How Anne Got Involved in Fathers’ Rights

I have often been asked how I got involved in fathers’ rights. Here’s the short version:

I was putting myself through undergrad by working as the office manager at a dental office. This office was in downtown Buffalo, not far from the courthouse. So we had a lot of attorneys as patients.

One of our patients came rushing in, very late for her appointment. “I am so sorry I am late,” she said, “I was at the capitol testifying. I am part of the New York Family Law Bar and I was testifying about the new proposed child support legislation.”

“Well you’re in favour of child support legislation, right?,” I asked.

“Oh no,” she replied, “this is a terrible law!”

She started telling me all the reasons it was such a horrible law. It had to do primarily with that it first of all gave judges no discretion at all to make allowances in a case. It dictated a formula from which it would be nearly impossible to deviate.

Most states have a formula where you look at your income, you look at how many kids there are, you look at how much time the children are with each parent, and that is pretty much it. That dictates how much child support the non-custodial parent would be paying. But, because this particular law made it so the judge could not deviate at all unless they jumped through so many hoops that no judge would ever have done this it meant that people who were already paying to the best of their ability were really going to be in a lot of trouble. Especially because the other aspect of it was that it was retroactive. This meant that someone could have been paying to the best of their ability, paying faithfully every month and all of the sudden find out that they are now in arrears thousands of dollars.

Now, as she was explaining this to me, I was thinking about my very recent own personal experience with the family law system. I was very recently divorced, a single mother. Our divorce had been I thought very contentious, now I know that it was really quite tame compared to some. But, the point is our divorce had just been finalized. Even though we were through, for a split second I did the calculations and realized that with this new law I could have destroyed my ex.

And for that split second it was really tempting.

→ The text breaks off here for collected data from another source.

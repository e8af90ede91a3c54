//! Input rules for account creation.

pub const MIN_PASSWORD_LEN: usize = 8;
pub const MIN_FULL_NAME_LEN: usize = 2;

pub fn normalize_email(raw: &str) -> String {
    raw.trim().to_lowercase()
}

/// Loose shape check: one `@`, a non-empty local part and a dotted domain.
pub fn is_valid_email(email: &str) -> bool {
    let Some((local, domain)) = email.split_once('@') else {
        return false;
    };
    !local.is_empty()
        && !domain.contains('@')
        && !email.chars().any(char::is_whitespace)
        && domain
            .split_once('.')
            .is_some_and(|(host, tld)| !host.is_empty() && !tld.is_empty() && !tld.ends_with('.'))
}

/// Returns the first rule the password breaks, if any.
pub fn password_problem(password: &str) -> Option<&'static str> {
    if password.chars().count() < MIN_PASSWORD_LEN {
        return Some("Password must be at least 8 characters long");
    }
    if !password.chars().any(|c| c.is_ascii_uppercase()) {
        return Some("Password must contain an uppercase letter");
    }
    if !password.chars().any(|c| c.is_ascii_lowercase()) {
        return Some("Password must contain a lowercase letter");
    }
    if !password.chars().any(|c| c.is_ascii_digit()) {
        return Some("Password must contain a number");
    }
    if password.chars().all(|c| c.is_ascii_alphanumeric()) {
        return Some("Password must contain a special character");
    }
    None
}

pub fn is_valid_full_name(name: &str) -> bool {
    name.trim().chars().count() >= MIN_FULL_NAME_LEN
}

/// Splits a comma-separated skills field, dropping blanks.
pub fn split_skills(raw: &str) -> Vec<String> {
    raw.split(',')
        .map(str::trim)
        .filter(|s| !s.is_empty())
        .map(String::from)
        .collect()
}

/// Trims and turns blank strings into `None`.
pub fn non_blank(value: Option<String>) -> Option<String> {
    value
        .map(|v| v.trim().to_string())
        .filter(|v| !v.is_empty())
}
pub mod feed;
pub mod handlers;
pub mod stats;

I quickly shook that off. I went, “Oh my god.” Here I am. I’m already done with my divorce and the power this law would have given me was too awful to even contemplate. Just for that second the power trip that was there. How I could have destroyed him. He had just lost his job. He had a baby on the way with his new fiancé, and I could absolutely have destroyed him. But after that split-second where it was tempting, I was horrified. Somehow, I don’t know how, but somehow I had the presence of mind to realize that if this passed, what it would do is it would cause these guys who were really on the edge, trying to make it, it would cause them to go underground, because they wouldn’t be able to do it. That would be really bad for the kids. First of all, the moms and the kids wouldn’t be getting any support, but more importantly, the kids wouldn’t have their dads.

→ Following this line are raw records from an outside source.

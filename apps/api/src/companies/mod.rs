pub mod directory;
pub mod handlers;
pub mod apply;
pub mod handlers;
use chrono::{DateTime, Utc};
use serde::{Deserialize, Serialize};
use sqlx::FromRow;
use uuid::Uuid;

text_enum! {
    Role {
        JobSeeker => "jobseeker",
        Recruiter => "recruiter",
    }
}

/// Optional profile fields a job seeker fills in at registration or later.
#[derive(Debug, Clone, Default, Serialize, Deserialize, PartialEq)]
#[serde(default)]
pub struct JobSeekerProfile {
    pub phone: Option<String>,
    pub current_job_title: Option<String>,
    pub years_of_experience: Option<String>,
    pub education: Option<String>,
    pub skills: Vec<String>,
    pub city: Option<String>,
    pub state: Option<String>,
    pub country: Option<String>,
    pub bio: Option<String>,
    pub linkedin_url: Option<String>,
    pub github_url: Option<String>,
    pub portfolio_url: Option<String>,
    pub preferred_job_types: Vec<String>,
    pub expected_salary: Option<String>,
    pub notice_period: Option<String>,
    pub languages: Vec<String>,
    pub certifications: Vec<String>,
}

impl JobSeekerProfile {
    /// Trims every text field, turns blanks into `None` and drops blank list
    /// items.
    pub fn normalized(mut self) -> Self {
        for text in [
            &mut self.phone,
            &mut self.current_job_title,
            &mut self.years_of_experience,
            &mut self.education,
            &mut self.city,
            &mut self.state,
            &mut self.country,
            &mut self.bio,
            &mut self.linkedin_url,
            &mut self.github_url,
            &mut self.portfolio_url,
            &mut self.expected_salary,
            &mut self.notice_period,
        ] {
            *text = text
                .take()
                .map(|t| t.trim().to_string())
                .filter(|t| !t.is_empty());
        }
        for list in [
            &mut self.skills,
            &mut self.preferred_job_types,
            &mut self.languages,
            &mut self.certifications,
        ] {
            list.retain(|item| !item.trim().is_empty());
            for item in list.iter_mut() {
                *item = item.trim().to_string();
            }
        }
        self
    }
}

#[derive(Debug, Clone, Serialize)]
pub struct JobSeeker {
    pub id: Uuid,
    pub email: String,
    #[serde(skip_serializing)]
    pub password_hash: String,
    pub full_name: String,
    #[serde(flatten)]
    pub profile: JobSeekerProfile,
    pub profile_complete: bool,
    pub email_verified: bool,
    pub phone_verified: bool,
    pub created_at: DateTime<Utc>,
}

#[derive(Debug, Clone, Serialize, FromRow)]
pub struct Recruiter {
    pub id: Uuid,
    pub email: String,
    #[serde(skip_serializing)]
    pub password_hash: String,
    pub full_name: String,
    pub company_id: Option<Uuid>,
    pub created_at: DateTime<Utc>,
}
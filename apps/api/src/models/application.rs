use chrono::{DateTime, Utc};
use serde::{Deserialize, Serialize};
use uuid::Uuid;

text_enum! {
    ApplicationStatus {
        Applied => "Applied",
        Interview => "Interview",
        Rejected => "Rejected",
        Offer => "Offer",
    }
}

/// A job seeker's application to one job with one of their resumes.
///
/// `job_title`, `company`, `location` and `resume_name` are snapshots taken at
/// apply time so the record stays readable after the resume is deleted.
#[derive(Debug, Clone, Serialize, Deserialize)]
pub struct Application {
    pub id: Uuid,
    pub job_id: Uuid,
    pub job_title: String,
    pub company: String,
    pub location: String,
    pub job_seeker_id: Uuid,
    pub resume_id: Option<Uuid>,
    pub resume_name: String,
    pub application_date: DateTime<Utc>,
    pub status: ApplicationStatus,
}
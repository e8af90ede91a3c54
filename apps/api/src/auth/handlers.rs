use axum::{extract::State, http::StatusCode};
use chrono::Utc;
use serde::{Deserialize, Serialize};
use tracing::{info, warn};
use uuid::Uuid;

use crate::auth::credentials::{
    is_valid_email, is_valid_full_name, non_blank, normalize_email, password_problem, split_skills,
};
use crate::auth::password::{hash_password, verify_password};
use crate::auth::AuthUser;
use crate::errors::AppError;
use crate::extract::Json;
use crate::models::company::Company;
use crate::models::user::{JobSeeker, JobSeekerProfile, Recruiter, Role};
use crate::profile::completeness::compute_completeness_report;
use crate::state::AppState;

#[derive(Debug, Deserialize)]
pub struct JobSeekerRegisterRequest {
    pub email: Option<String>,
    pub password: Option<String>,
    pub full_name: Option<String>,
    pub phone: Option<String>,
    pub current_job_title: Option<String>,
    pub years_of_experience: Option<String>,
    pub education: Option<String>,
    /// Comma-separated.
    pub skills: Option<String>,
    pub city: Option<String>,
    pub state: Option<String>,
    pub country: Option<String>,
}

#[derive(Debug, Deserialize)]
pub struct RecruiterRegisterRequest {
    pub email: Option<String>,
    pub password: Option<String>,
    pub full_name: Option<String>,
    pub company_name: Option<String>,
}

#[derive(Debug, Deserialize)]
pub struct LoginRequest {
    pub email: Option<String>,
    pub password: Option<String>,
}

#[derive(Serialize)]
pub struct RegisterResponse<U> {
    pub message: &'static str,
    pub user: U,
}

#[derive(Serialize)]
pub struct LoginResponse<U> {
    pub message: &'static str,
    pub user: U,
    pub token: String,
}

#[derive(Serialize)]
#[serde(tag = "role", content = "user", rename_all = "lowercase")]
pub enum MeResponse {
    #[serde(rename = "jobseeker")]
    JobSeeker(JobSeeker),
    Recruiter(Recruiter),
}

struct Credentials {
    email: String,
    password: String,
    full_name: String,
}

/// Checks shared by both registration routes.
fn validate_registration(
    email: Option<String>,
    password: Option<String>,
    full_name: Option<String>,
) -> Result<Credentials, AppError> {
    let (Some(email), Some(password), Some(full_name)) =
        (non_blank(email), password.filter(|p| !p.is_empty()), non_blank(full_name))
    else {
        return Err(AppError::Validation("Missing required fields".to_string()));
    };

    let email = normalize_email(&email);
    if !is_valid_email(&email) {
        return Err(AppError::Validation("Invalid email address".to_string()));
    }
    if let Some(problem) = password_problem(&password) {
        return Err(AppError::Validation(problem.to_string()));
    }
    if !is_valid_full_name(&full_name) {
        return Err(AppError::Validation(
            "Full name must be at least 2 characters".to_string(),
        ));
    }
    Ok(Credentials {
        email,
        password,
        full_name,
    })
}

fn validate_login(req: LoginRequest) -> Result<(String, String), AppError> {
    match (non_blank(req.email), req.password.filter(|p| !p.is_empty())) {
        (Some(email), Some(password)) => Ok((normalize_email(&email), password)),
        _ => Err(AppError::Validation(
            "Email and password are required".to_string(),
        )),
    }
}

fn invalid_login() -> AppError {
    AppError::unauthorized("Invalid email or password")
}

/// The store reports a taken email as a conflict; registration answers 400.
fn email_taken(err: AppError) -> AppError {
    match err {
        AppError::Conflict(_) => AppError::Validation("Email already registered".to_string()),
        other => other,
    }
}

/// POST /api/auth/jobseeker/register
pub async fn handle_register_job_seeker(
    State(state): State<AppState>,
    Json(req): Json<JobSeekerRegisterRequest>,
) -> Result<(StatusCode, Json<RegisterResponse<JobSeeker>>), AppError> {
    let creds = validate_registration(req.email, req.password, req.full_name)?;

    let profile = JobSeekerProfile {
        phone: req.phone,
        current_job_title: req.current_job_title,
        years_of_experience: req.years_of_experience,
        education: req.education,
        skills: req.skills.as_deref().map(split_skills).unwrap_or_default(),
        city: req.city,
        state: req.state,
        country: req.country,
        ..Default::default()
    }
    .normalized();
    let profile_complete = compute_completeness_report(&profile).is_complete();

    let seeker = JobSeeker {
        id: Uuid::new_v4(),
        email: creds.email,
        password_hash: hash_password(creds.password).await?,
        full_name: creds.full_name.trim().to_string(),
        profile,
        profile_complete,
        email_verified: false,
        phone_verified: false,
        created_at: Utc::now(),
    };
    state
        .store
        .insert_job_seeker(&seeker)
        .await
        .map_err(email_taken)?;

    info!(user_id = %seeker.id, "Job seeker registered");
    Ok((
        StatusCode::CREATED,
        Json(RegisterResponse {
            message: "Registration successful",
            user: seeker,
        }),
    ))
}

/// POST /api/auth/recruiter/register
pub async fn handle_register_recruiter(
    State(state): State<AppState>,
    Json(req): Json<RecruiterRegisterRequest>,
) -> Result<(StatusCode, Json<RegisterResponse<Recruiter>>), AppError> {
    let creds = validate_registration(req.email, req.password, req.full_name)?;

    let recruiter_id = Uuid::new_v4();
    let now = Utc::now();
    let company = non_blank(req.company_name).map(|name| Company {
        id: Uuid::new_v4(),
        name,
        industry: None,
        location: None,
        description: None,
        website: None,
        logo: None,
        created_by: Some(recruiter_id),
        created_at: now,
        job_count: 0,
    });

    let recruiter = Recruiter {
        id: recruiter_id,
        email: creds.email,
        password_hash: hash_password(creds.password).await?,
        full_name: creds.full_name.trim().to_string(),
        company_id: company.as_ref().map(|c| c.id),
        created_at: now,
    };
    state
        .store
        .insert_recruiter(&recruiter, company.as_ref())
        .await
        .map_err(email_taken)?;

    info!(
        user_id = %recruiter.id,
        with_company = company.is_some(),
        "Recruiter registered"
    );
    Ok((
        StatusCode::CREATED,
        Json(RegisterResponse {
            message: "Registration successful",
            user: recruiter,
        }),
    ))
}

/// POST /api/auth/jobseeker/login
pub async fn handle_login_job_seeker(
    State(state): State<AppState>,
    Json(req): Json<LoginRequest>,
) -> Result<Json<LoginResponse<JobSeeker>>, AppError> {
    let (email, password) = validate_login(req)?;

    let account = state.store.find_job_seeker_by_email(&email).await?;
    let stored = account.as_ref().map(|a| a.password_hash.clone());
    let verified = verify_password(password, stored).await?;
    let Some(seeker) = account else {
        warn!("Job seeker login for unknown email");
        return Err(invalid_login());
    };
    if !verified {
        warn!(user_id = %seeker.id, "Job seeker login with wrong password");
        return Err(invalid_login());
    }

    let token = state.tokens.issue(seeker.id, &seeker.email, Role::JobSeeker)?;
    info!(user_id = %seeker.id, "Job seeker logged in");
    Ok(Json(LoginResponse {
        message: "Login successful",
        user: seeker,
        token,
    }))
}

/// POST /api/auth/recruiter/login
pub async fn handle_login_recruiter(
    State(state): State<AppState>,
    Json(req): Json<LoginRequest>,
) -> Result<Json<LoginResponse<Recruiter>>, AppError> {
    let (email, password) = validate_login(req)?;

    let account = state.store.find_recruiter_by_email(&email).await?;
    let stored = account.as_ref().map(|a| a.password_hash.clone());
    let verified = verify_password(password, stored).await?;
    let Some(recruiter) = account else {
        warn!("Recruiter login for unknown email");
        return Err(invalid_login());
    };
    if !verified {
        warn!(user_id = %recruiter.id, "Recruiter login with wrong password");
        return Err(invalid_login());
    }

    let token = state
        .tokens
        .issue(recruiter.id, &recruiter.email, Role::Recruiter)?;
    info!(user_id = %recruiter.id, "Recruiter logged in");
    Ok(Json(LoginResponse {
        message: "Login successful",
        user: recruiter,
        token,
    }))
}

/// GET /api/auth/me
pub async fn handle_me(
    State(state): State<AppState>,
    user: AuthUser,
) -> Result<Json<MeResponse>, AppError> {
    // A valid token for a since-removed account is treated as unauthenticated.
    let gone = || {
        warn!(email = %user.email, "Token names an account that no longer exists");
        AppError::unauthorized("Account no longer exists")
    };
    let me = match user.role {
        Role::JobSeeker => MeResponse::JobSeeker(
            state.store.get_job_seeker(user.id).await?.ok_or_else(gone)?,
        ),
        Role::Recruiter => MeResponse::Recruiter(
            state.store.get_recruiter(user.id).await?.ok_or_else(gone)?,
        ),
    };
    Ok(Json(me))
}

So that’s really what galvanized me. I was extremely politically naïve at that time, and I said to her, “Oh, my gosh, well someone has to do something. We have to have a referendum.” Well New York doesn’t have a referendum. But again, I was politically naïve. I had no idea. I thought that citizens could just go to the capitol and get something going like that. I ended up founding an organization. It had the unfortunate name of; well it was called People for Reasonable and Intelligent Support Measures. Which of course the acronym is PRISM, as you can look through a prism, it bends light. But, when I would call I would say, “Hello this is Anne Mitchell calling from PRISM.” And you can see where that’s going! People thought it meant I was calling from prison. So that was a very poor name. It was a good lesson in naming organizations. It was specifically founded to go and testify in Albany about this law and how bad it was. I am very happy to say that even though that was my very first foray into politics and father’s rights, that we were at least in part responsible for the fact that those two really bad aspects of the law were taken out and were not passed. So, that’s how I got started in father’s rights.

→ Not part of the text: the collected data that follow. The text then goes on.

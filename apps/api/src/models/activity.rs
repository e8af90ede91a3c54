use chrono::{DateTime, Utc};
use serde::{Deserialize, Serialize};
use sqlx::FromRow;
use uuid::Uuid;

/// One line of a user's dashboard feed. Append-only.
#[derive(Debug, Clone, Serialize, Deserialize, FromRow)]
pub struct Activity {
    pub id: Uuid,
    pub user_id: Uuid,
    pub action: String,
    pub actor: String,
    pub created_at: DateTime<Utc>,
}

impl Activity {
    /// An entry performed by the feed owner themselves.
    pub fn own(user_id: Uuid, action: impl Into<String>) -> Self {
        Self::by(user_id, "You", action)
    }

    pub fn by(user_id: Uuid, actor: impl Into<String>, action: impl Into<String>) -> Self {
        Self {
            id: Uuid::new_v4(),
            user_id,
            action: action.into(),
            actor: actor.into(),
            created_at: Utc::now(),
        }
    }
}
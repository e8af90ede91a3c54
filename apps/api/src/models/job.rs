use chrono::{DateTime, NaiveDate, Utc};
use serde::{Deserialize, Serialize};
use uuid::Uuid;

text_enum! {
    LocationType {
        Onsite => "onsite",
        Remote => "remote",
        Hybrid => "hybrid",
    }
}

text_enum! {
    EmploymentType {
        FullTime => "full-time",
        PartTime => "part-time",
        Contract => "contract",
        Temporary => "temporary",
        Freelance => "freelance",
        Internship => "internship",
    }
}

text_enum! {
    ExperienceLevel {
        Entry => "entry",
        Junior => "junior",
        Mid => "mid",
        Senior => "senior",
        Director => "director",
        Executive => "executive",
    }
}

text_enum! {
    SalaryPeriod {
        Hourly => "hourly",
        Daily => "daily",
        Weekly => "weekly",
        Monthly => "monthly",
        Annual => "annual",
    }
}

impl Default for LocationType {
    fn default() -> Self {
        LocationType::Onsite
    }
}

impl Default for EmploymentType {
    fn default() -> Self {
        EmploymentType::FullTime
    }
}

impl Default for ExperienceLevel {
    fn default() -> Self {
        ExperienceLevel::Entry
    }
}

impl Default for SalaryPeriod {
    fn default() -> Self {
        SalaryPeriod::Annual
    }
}

pub const DEFAULT_CURRENCY: &str = "INR";

#[derive(Debug, Clone, Serialize, Deserialize, PartialEq)]
pub struct Salary {
    pub min: Option<i64>,
    pub max: Option<i64>,
    pub currency: String,
    pub period: SalaryPeriod,
}

impl Default for Salary {
    fn default() -> Self {
        Self {
            min: None,
            max: None,
            currency: DEFAULT_CURRENCY.to_string(),
            period: SalaryPeriod::Annual,
        }
    }
}

/// A job listing. `applicants_count` is derived from the applications that
/// reference the job; it is never written directly.
#[derive(Debug, Clone, Serialize, Deserialize)]
pub struct Job {
    pub id: Uuid,
    pub title: String,
    pub department: Option<String>,
    pub company: String,
    pub company_id: Option<Uuid>,
    pub location: String,
    pub location_type: LocationType,
    pub employment_type: EmploymentType,
    pub experience_level: ExperienceLevel,
    pub salary: Salary,
    pub description: String,
    pub responsibilities: Vec<String>,
    pub requirements: Vec<String>,
    pub benefits: Vec<String>,
    pub application_deadline: Option<NaiveDate>,
    pub application_url: Option<String>,
    pub posted_date: DateTime<Utc>,
    pub posted_by: Uuid,
    pub applicants_count: i64,
}

impl Job {
    /// True once the deadline day has fully passed.
    pub fn deadline_passed(&self, today: NaiveDate) -> bool {
        self.application_deadline
            .map(|deadline| today > deadline)
            .unwrap_or(false)
    }
}

#[cfg(test)]
mod tests {
    use super::*;

    #[test]
    fn test_text_enum_round_trip() {
        assert_eq!("full-time".parse::<EmploymentType>().unwrap(), EmploymentType::FullTime);
        assert_eq!("REMOTE".parse::<LocationType>().unwrap(), LocationType::Remote);
        assert_eq!("weekly".parse::<SalaryPeriod>().unwrap(), SalaryPeriod::Weekly);
        assert_eq!("daily".parse::<SalaryPeriod>().unwrap(), SalaryPeriod::Daily);
        assert_eq!("temporary".parse::<EmploymentType>().unwrap(), EmploymentType::Temporary);
        assert_eq!("junior".parse::<ExperienceLevel>().unwrap(), ExperienceLevel::Junior);
        assert!("fortnightly".parse::<SalaryPeriod>().is_err());
        assert_eq!(
            serde_json::to_value(ExperienceLevel::Director).unwrap(),
            serde_json::json!("director")
        );
    }
}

After that I finished university, and I moved to California to go to law school at Stanford. Frankly, by that time I thought…It had already been a couple of years. I was working in father’s rights. I thought I’ve done my civic duty. I’m done now. My daughter and I, remember I was a single parent, her father and she have a good relationship and I always encouraged it, but she came with me to California by agreement with her father. I thought “Now I’m going to graduate from law school and I’m going to get a big job at a big firm and make lots of money and I’m not going to be a poor single parent anymore. We’re going to live high.”

That’s what I was thinking going into law school, but even before I graduated it was really clear I was not going to be able to walk away from it. Because once you have something like this under your skin and you really feel it, you just can’t turn your back on it. I founded a father’s rights organization during law school. I ran a father’s rights bulletin board from a computer in my student housing.

When I graduated I was looking at the possibility of an offer from one of those big Silicon Valley firms and an offer from a tiny, two-lawyer firm that did family law and personal injury. They were going to pay me half of what the big firm was going to pay me but they were going to give me all of the family law I could have. They were going to let me still do my father’s rights work. They took me even before I passed the bar. They said once you pass the bar we are giving you our family law department. I just couldn’t walk away from that.

I actually left that job before I got the results of my bar exam, because I knew that I was going to open my own fathers’ rights law practice, and I felt it wasn’t right to keep taking their money when I knew that I was going to leave.

I opened my law practice for single fathers in 1993, and while I am no longer in private practice, I’ve been involved in fathers’ rights ever since.